The United Methodist Church made a prophetic witness against racism during the civil rights revolution, and we are committed to becoming a truly inclusive Church. However, the face of racism in America has changed from the crudeness of segregation to more sophisticated but equally oppressive forms. If our Church is to maintain a strong witness against racism and for an inclusive Church, we need an analysis in keeping with the times.

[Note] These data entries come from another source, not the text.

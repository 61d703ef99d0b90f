//! Incremental reconstruction of entity state from decoded frames.
//!
//! A [`StateTable`] is created per unspool call and mutated in place as
//! frames are applied. It owns every cache the stream refers to (string
//! tables, observed property types), so independent calls never share state.
//!
//! # Example
//!
//! ```no_run
//! use demoreel::header::DemoFile;
//! use demoreel::state::StateTable;
//!
//! let data = std::fs::read("match.dem").unwrap();
//! let demo = DemoFile::parse(&data)?;
//! let mut table = StateTable::new();
//! for frame in demo.frames() {
//!     table.apply(&frame?)?;
//!     println!("{} entities", table.snapshot().len());
//! }
//! # Ok::<(), demoreel::error::DemoError>(())
//! ```

mod snapshot;
mod string_table;

pub use snapshot::{EntityState, Snapshot};
pub use string_table::StringTables;

use std::collections::{BTreeMap, HashMap};

use tracing::debug;

use crate::error::{DemoError, Result};
use crate::format::PROPERTY_NAME_TABLE;
use crate::frames::{EntityId, Frame, Message, Property, PropertyKey};
use crate::value::{Value, ValueKind};

/// Current entity state plus the caches needed to decode updates.
#[derive(Debug, Clone, Default)]
pub struct StateTable {
    /// Tracked entities by id.
    entities: BTreeMap<EntityId, EntityState>,

    /// First observed variant per class and property.
    property_kinds: HashMap<String, HashMap<String, ValueKind>>,

    /// String tables written by the stream.
    string_tables: StringTables,

    /// Tick of the last applied frame.
    tick: Option<u32>,

    /// Number of user commands seen.
    user_command_count: u64,
}

impl StateTable {
    /// Creates an empty state table.
    #[must_use]
    pub fn new() -> Self {
        Self::default()
    }

    /// Applies every message of `frame` in order.
    ///
    /// # Errors
    ///
    /// - `DemoError::CorruptData` for a delta addressing an unknown entity or
    ///   an interned property name missing from the name table
    /// - `DemoError::PropertyTypeMismatch` if a property changes variant
    pub fn apply(&mut self, frame: &Frame) -> Result<()> {
        for message in &frame.messages {
            self.apply_message(message, frame.offset)?;
        }
        self.tick = Some(frame.tick);
        Ok(())
    }

    fn apply_message(&mut self, message: &Message, offset: usize) -> Result<()> {
        match message {
            Message::EntityBaseline {
                entity,
                class,
                properties,
            } => {
                let mut state = EntityState::new(*entity, class.as_str());
                for property in properties {
                    let name = resolve_key(&self.string_tables, property, offset)?;
                    check_kind(&mut self.property_kinds, class, &name, &property.value)?;
                    state.properties.insert(name, property.value.clone());
                }
                self.entities.insert(*entity, state);
            }
            Message::EntityDelta { entity, properties } => {
                let Some(state) = self.entities.get_mut(entity) else {
                    return Err(DemoError::corrupt(
                        offset,
                        format!("delta for unknown entity {entity}"),
                    ));
                };
                for property in properties {
                    let name = resolve_key(&self.string_tables, property, offset)?;
                    check_kind(
                        &mut self.property_kinds,
                        &state.class,
                        &name,
                        &property.value,
                    )?;
                    state.properties.insert(name, property.value.clone());
                }
            }
            Message::EntityRemove { entity } => {
                if self.entities.remove(entity).is_none() {
                    debug!(entity, "remove for untracked entity ignored");
                }
            }
            Message::StringTableUpdate { table, entries } => {
                self.string_tables.update(table, entries);
            }
            Message::UserCommand { .. } => {
                self.user_command_count += 1;
            }
            Message::Other { .. } => {}
        }
        Ok(())
    }

    /// Returns a read-only view of the current state.
    #[must_use]
    pub fn snapshot(&self) -> Snapshot<'_> {
        Snapshot::new(self.tick, &self.entities)
    }

    /// Returns the string tables written so far.
    #[must_use]
    pub fn string_tables(&self) -> &StringTables {
        &self.string_tables
    }

    /// Tick of the last applied frame.
    #[must_use]
    pub fn tick(&self) -> Option<u32> {
        self.tick
    }

    /// Number of user commands applied.
    #[must_use]
    pub fn user_command_count(&self) -> u64 {
        self.user_command_count
    }
}

/// Resolves a property key to its name.
fn resolve_key(tables: &StringTables, property: &Property, offset: usize) -> Result<String> {
    match &property.key {
        PropertyKey::Name(name) => Ok(name.clone()),
        PropertyKey::Interned(index) => tables
            .get(PROPERTY_NAME_TABLE, *index)
            .map(str::to_owned)
            .ok_or_else(|| {
                DemoError::corrupt(
                    offset,
                    format!("property name index {index} not in {PROPERTY_NAME_TABLE}"),
                )
            }),
    }
}

/// Records the variant of `class.name` or rejects a change of variant.
fn check_kind(
    kinds: &mut HashMap<String, HashMap<String, ValueKind>>,
    class: &str,
    name: &str,
    value: &Value,
) -> Result<()> {
    let found = value.kind();
    match kinds.get(class).and_then(|class_kinds| class_kinds.get(name)) {
        Some(&expected) if expected != found => Err(DemoError::PropertyTypeMismatch {
            class: class.to_owned(),
            property: name.to_owned(),
            expected,
            found,
        }),
        Some(_) => Ok(()),
        None => {
            kinds
                .entry(class.to_owned())
                .or_default()
                .insert(name.to_owned(), found);
            Ok(())
        }
    }
}
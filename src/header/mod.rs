//! Header parsing for demo files.
//!
//! # Header Layout (1068 bytes)
//!
//! | Offset | Size | Field | Description |
//! |--------|------|-------|-------------|
//! | 0x000 | 8 | `magic` | "HL2DEMO\0" |
//! | 0x008 | 4 | `demo_protocol` | Demo protocol version (3-4) |
//! | 0x00C | 4 | `network_protocol` | Engine network protocol |
//! | 0x010 | 260 | `server_name` | NUL padded |
//! | 0x114 | 260 | `client_name` | NUL padded |
//! | 0x218 | 260 | `map_name` | NUL padded |
//! | 0x31C | 260 | `game_directory` | NUL padded |
//! | 0x420 | 4 | `playback_time` | Seconds (f32) |
//! | 0x424 | 4 | `tick_count` | Total ticks |
//! | 0x428 | 4 | `frame_count` | Total frames |
//!
//! Frames start at offset 0x42C.

use serde::Serialize;
use tracing::debug;

use crate::binary::{read_f32_le, read_fixed_string, read_u32_le};
use crate::error::{DemoError, Result};
use crate::format::detect_format;
use crate::frames::FrameIterator;

/// The size of the demo header in bytes.
pub const HEADER_SIZE: usize = 0x42C;

/// Size of each NUL-padded name field.
const NAME_FIELD_SIZE: usize = 260;

/// Parsed demo header.
///
/// # Example
///
/// ```no_run
/// use demoreel::header::DemoHeader;
///
/// let data = std::fs::read("match.dem").unwrap();
/// let header = DemoHeader::parse(&data)?;
/// println!("{} ({} ticks)", header.map_name, header.tick_count);
/// # Ok::<(), demoreel::error::DemoError>(())
/// ```
#[derive(Debug, Clone, PartialEq, Serialize)]
pub struct DemoHeader {
    /// Demo protocol version at offset 0x008.
    pub demo_protocol: u32,

    /// Network protocol version at offset 0x00C.
    pub network_protocol: u32,

    /// Name of the recording server.
    pub server_name: String,

    /// Name of the recording client.
    pub client_name: String,

    /// Map identifier.
    pub map_name: String,

    /// Game directory (mod name).
    pub game_directory: String,

    /// Recording length in seconds.
    pub playback_time: f32,

    /// Total number of ticks.
    pub tick_count: u32,

    /// Total number of frames.
    pub frame_count: u32,
}

impl DemoHeader {
    /// Parses the header from the start of a demo buffer.
    ///
    /// # Errors
    ///
    /// - `DemoError::InvalidMagic` if the magic marker is absent
    /// - `DemoError::UnsupportedVersion` if the protocol is not supported
    /// - `DemoError::CorruptData` if the header is truncated
    pub fn parse(data: &[u8]) -> Result<Self> {
        let demo_protocol = detect_format(data)?;

        if data.len() < HEADER_SIZE {
            return Err(DemoError::corrupt(
                data.len(),
                format!(
                    "truncated header: expected {HEADER_SIZE} bytes, found {}",
                    data.len()
                ),
            ));
        }

        let header = DemoHeader {
            demo_protocol,
            network_protocol: read_u32_le(data, 0x00C)?,
            server_name: read_fixed_string(data, 0x010, NAME_FIELD_SIZE)?,
            client_name: read_fixed_string(data, 0x114, NAME_FIELD_SIZE)?,
            map_name: read_fixed_string(data, 0x218, NAME_FIELD_SIZE)?,
            game_directory: read_fixed_string(data, 0x31C, NAME_FIELD_SIZE)?,
            playback_time: read_f32_le(data, 0x420)?,
            tick_count: read_u32_le(data, 0x424)?,
            frame_count: read_u32_le(data, 0x428)?,
        };

        debug!(
            protocol = header.demo_protocol,
            map = %header.map_name,
            ticks = header.tick_count,
            "parsed demo header"
        );

        Ok(header)
    }

    /// Returns the duration of one tick in seconds.
    ///
    /// Zero when the header records no ticks.
    #[must_use]
    pub fn tick_interval(&self) -> f32 {
        if self.tick_count == 0 {
            0.0
        } else {
            #[allow(clippy::cast_precision_loss)]
            let ticks = self.tick_count as f32;
            self.playback_time / ticks
        }
    }

    /// Returns the playback time formatted as MM:SS.
    #[must_use]
    pub fn duration_string(&self) -> String {
        #[allow(clippy::cast_possible_truncation, clippy::cast_sign_loss)]
        let total_seconds = self.playback_time.max(0.0) as u32;
        format!("{}:{:02}", total_seconds / 60, total_seconds % 60)
    }
}

/// A parsed demo: its header plus the buffer it was read from.
#[derive(Debug, Clone)]
pub struct DemoFile<'a> {
    header: DemoHeader,
    data: &'a [u8],
}

impl<'a> DemoFile<'a> {
    /// Validates and parses the header of `data`.
    ///
    /// # Errors
    ///
    /// See [`DemoHeader::parse`].
    pub fn parse(data: &'a [u8]) -> Result<Self> {
        let header = DemoHeader::parse(data)?;
        Ok(Self { header, data })
    }

    /// Returns the parsed header.
    #[must_use]
    pub fn header(&self) -> &DemoHeader {
        &self.header
    }

    /// Returns the raw buffer.
    #[must_use]
    pub fn data(&self) -> &'a [u8] {
        self.data
    }

    /// Returns a lazy iterator over the frames following the header.
    #[must_use]
    pub fn frames(&self) -> FrameIterator<'a> {
        FrameIterator::new(self.data, HEADER_SIZE)
    }
}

Because of past inequality of opportunity and because of continuing discrimination against racial and ethnic minorities, it is Pan-Africans, Latinos, and Native Americans who are hardest hit by rising unemployment. Because they have been kept at the bottom of the economic ladder in numbers disproportionate to their percentage of the general population, they are the first and the hardest hit by cuts in welfare, health care, education, and by harsher prison conditions and parole policies. These policies, seemingly racially neutral on their face, are harshly racist in their effect and implementation. One of the most blatant forms of this new sanitized racism is the rising clamor for imposition of the death penalty. Over 85 percent of the men on death row in United States prisons are Pan-African and Latino. This is due in large measure to their economic inability to afford high-priced legal representation, but this is never mentioned openly by those who cry the modern equivalent of "Crucify him!"

The new face of racism requires new remedies. To this end, we call for:
1. the General Commission on Religion and Race to develop new programs to unmask and eliminate racism in its new guises;
2. every annual conference to conduct anti-racism training programs, with a list of organizations and groups who provide such training to be provided by GCORR;
3. continued United Methodist opposition to the death penalty, emphasizing its disproportionate impact upon racial and ethnic persons; and
4. local churches to become intentionally multicultural and to share power with those they seek to include.

It is a simple issue of justice that we must ensure that racial and ethnic and women clergy who serve churches in economically depressed and/or blighted communities receive fair and equitable compensation. We strongly recommend that all annual and missionary conferences take appropriate steps to meet minimum salary and housing standards for pastors who serve in these circumstances.

In addition, we call for local, state, and national governments to place greater emphasis on education, job creation, drug rehabilitation, and community development than on building prisons, hiring police, and the imposition of the death penalty.